The McCain family is a prominent American naval family. Its most notable members include Admirals John S. McCain Sr. (1884–1945) and John S. McCain Jr. (1911–1981), who were the first father-and-son pair to achieve four-star admiral rank in the U.S. Navy, and Captain John S. McCain III (1936–2018), who served in the Vietnam War and spent five years as a prisoner of war at the "Hanoi Hilton" from 1967 to 1972.

==Family heritage==
William Alexander McCain (1817–1864) lived in Carroll County, Mississippi. During his life, he owned a 2000 acre plantation there known alternately as "Teoc" (the Choctaw name for the creek it was located on) and "Waverly", as well as 52 enslaved people (some of whose descendants share the surname and call themselves the "black McCains").

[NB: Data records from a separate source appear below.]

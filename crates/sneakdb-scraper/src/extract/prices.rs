use scraper::Html;
use serde_json::Value;

use super::{BrandVocabulary, FieldExtractor, Page};
use crate::parse_helpers::{attr_or_text, element_text, first_attr, first_price_token, select_all};
use crate::structured::{first_non_empty, locate_blocks, lookup_path, product_scopes};

/// A price as printed on the page, before parsing.
#[derive(Debug, Clone, PartialEq, Eq)]
pub struct PriceCandidate {
    pub raw_price: String,
    pub stock: StockSignal,
}

/// What the page says about availability.
#[derive(Debug, Clone, Copy, PartialEq, Eq)]
pub enum StockSignal {
    InStock,
    OutOfStock,
    /// No availability marker; a listed price counts as purchasable.
    Unknown,
}

impl StockSignal {
    #[must_use]
    pub fn is_in_stock(self) -> bool {
        !matches!(self, Self::OutOfStock)
    }
}

/// Reads an availability value: booleans directly, strings such as
/// `https://schema.org/InStock` or `"SOLD_OUT"` by keyword.
#[must_use]
pub fn interpret_availability(value: &Value) -> StockSignal {
    match value {
        Value::Bool(true) => StockSignal::InStock,
        Value::Bool(false) => StockSignal::OutOfStock,
        Value::String(s) => availability_from_text(s),
        _ => StockSignal::Unknown,
    }
}

fn availability_from_text(s: &str) -> StockSignal {
    // "unavailable" contains "available", so negatives are checked first.
    const OUT: &[&str] = &["outofstock", "soldout", "unavailable", "discontinued", "notavailable"];
    const IN: &[&str] = &["instock", "available", "limitedavailability", "preorder", "onlineonly"];

    let squashed: String = s
        .chars()
        .filter(char::is_ascii_alphanumeric)
        .map(|c| c.to_ascii_lowercase())
        .collect();

    if OUT.iter().any(|k| squashed.contains(k)) {
        StockSignal::OutOfStock
    } else if IN.iter().any(|k| squashed.contains(k)) {
        StockSignal::InStock
    } else {
        StockSignal::Unknown
    }
}

/// The current price and availability.
#[derive(Debug, Clone, Copy)]
pub struct PriceExtractor {
    vocab: &'static BrandVocabulary,
}

impl PriceExtractor {
    #[must_use]
    pub const fn new(vocab: &'static BrandVocabulary) -> Self {
        Self { vocab }
    }

    fn read_node(&self, node: &Value) -> Vec<PriceCandidate> {
        let scopes = product_scopes(node);

        let raw_price = scopes.iter().find_map(|scope| {
            self.vocab.price_keys.iter().find_map(|key| match lookup_path(scope, key)? {
                Value::String(s) if !s.trim().is_empty() => Some(s.trim().to_string()),
                Value::Number(n) => Some(n.to_string()),
                _ => None,
            })
        });
        let Some(raw_price) = raw_price else {
            return vec![];
        };

        let stock = scopes
            .iter()
            .flat_map(|scope| {
                self.vocab
                    .availability_keys
                    .iter()
                    .filter_map(move |key| lookup_path(scope, key))
            })
            .map(interpret_availability)
            .find(|signal| *signal != StockSignal::Unknown)
            .unwrap_or(StockSignal::Unknown);

        vec![PriceCandidate { raw_price, stock }]
    }

    fn markup_stock(&self, doc: &Html) -> StockSignal {
        for element in select_all(doc, self.vocab.stock_selectors) {
            if let Some(marker) = first_attr(&element, self.vocab.stock_attrs) {
                let signal = availability_from_text(&marker);
                if signal != StockSignal::Unknown {
                    return signal;
                }
            }
            let text = element_text(&element).to_lowercase();
            if self.vocab.out_of_stock_phrases.iter().any(|p| text.contains(p)) {
                return StockSignal::OutOfStock;
            }
        }
        StockSignal::Unknown
    }
}

impl FieldExtractor for PriceExtractor {
    type Candidate = PriceCandidate;

    fn from_structured(&self, page: &Page<'_>) -> Vec<PriceCandidate> {
        let nodes = locate_blocks(page.html, &self.vocab.structured);
        first_non_empty(&nodes, |node| self.read_node(node))
    }

    fn from_markup(&self, page: &Page<'_>) -> Vec<PriceCandidate> {
        let doc = Html::parse_document(page.html);

        let raw_price = select_all(&doc, self.vocab.price_selectors)
            .iter()
            .filter_map(|element| attr_or_text(element, self.vocab.price_attrs))
            .find_map(|text| first_price_token(&text));

        match raw_price {
            Some(raw_price) => vec![PriceCandidate {
                raw_price,
                stock: self.markup_stock(&doc),
            }],
            None => vec![],
        }
    }
}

John S. McCain Sr. (1884–1945) was the patriarch of the family and an admiral in the U.S. Navy during World War II and was posthumously promoted to the rank of admiral. His older brother, another William Alexander McCain, attended the University of Mississippi before transferring to West Point. He retired with the rank of brigadier general, and was awarded the Army Distinguished Service Medal for actions in World War I and an Oak Leaf Cluster during World War II. An uncle, Henry Pinckney McCain (1861–1941), also attended West Point and later retired from the Army as a major general. Camp McCain, a World War II training base and current Mississippi National Guard training site, located in Grenada County, Mississippi, was named for him.

John S. McCain Jr. (1911–1981) was a submarine commander in World War II and later served as a Commander in Chief Pacific Command (CINCPAC) during the Vietnam War. He and his father were the first father-and-son pair to achieve four-star admiral rank in the U.S. Navy. His son, John S. McCain III (1936–2018), served in the Vietnam War and spent five years as a prisoner of war in the "Hanoi Hilton" and other North Vietnamese camps from 1967 to 1972. Following his retirement from the Navy, he served as both a Congressman and Senator from Arizona. He ran for President twice, in 2000 and in 2008. Another grandson, Joe McCain, attended the US Naval Academy but served in the US Navy as an enlisted man.

John Sidney "Jack" McCain IV attended and graduated from the U.S. Naval Academy in 2009 and is a naval aviator. Jack McCain IV was awarded his diploma at Annapolis by President Barack Obama, the man who defeated his father in 2008. McCain is married to Captain Renee Swift-McCain (USAF Reserve). Another great-grandson of John S. McCain Sr., James Hensley "Jimmy" McCain, enlisted in the Marine Corps in 2006. He finished a tour of duty in the Iraq War in 2008. A third, Douglas McCain, served as a Navy A-6E Intruder carrier pilot before turning to commercial aviation. Doug died on May 20 2026.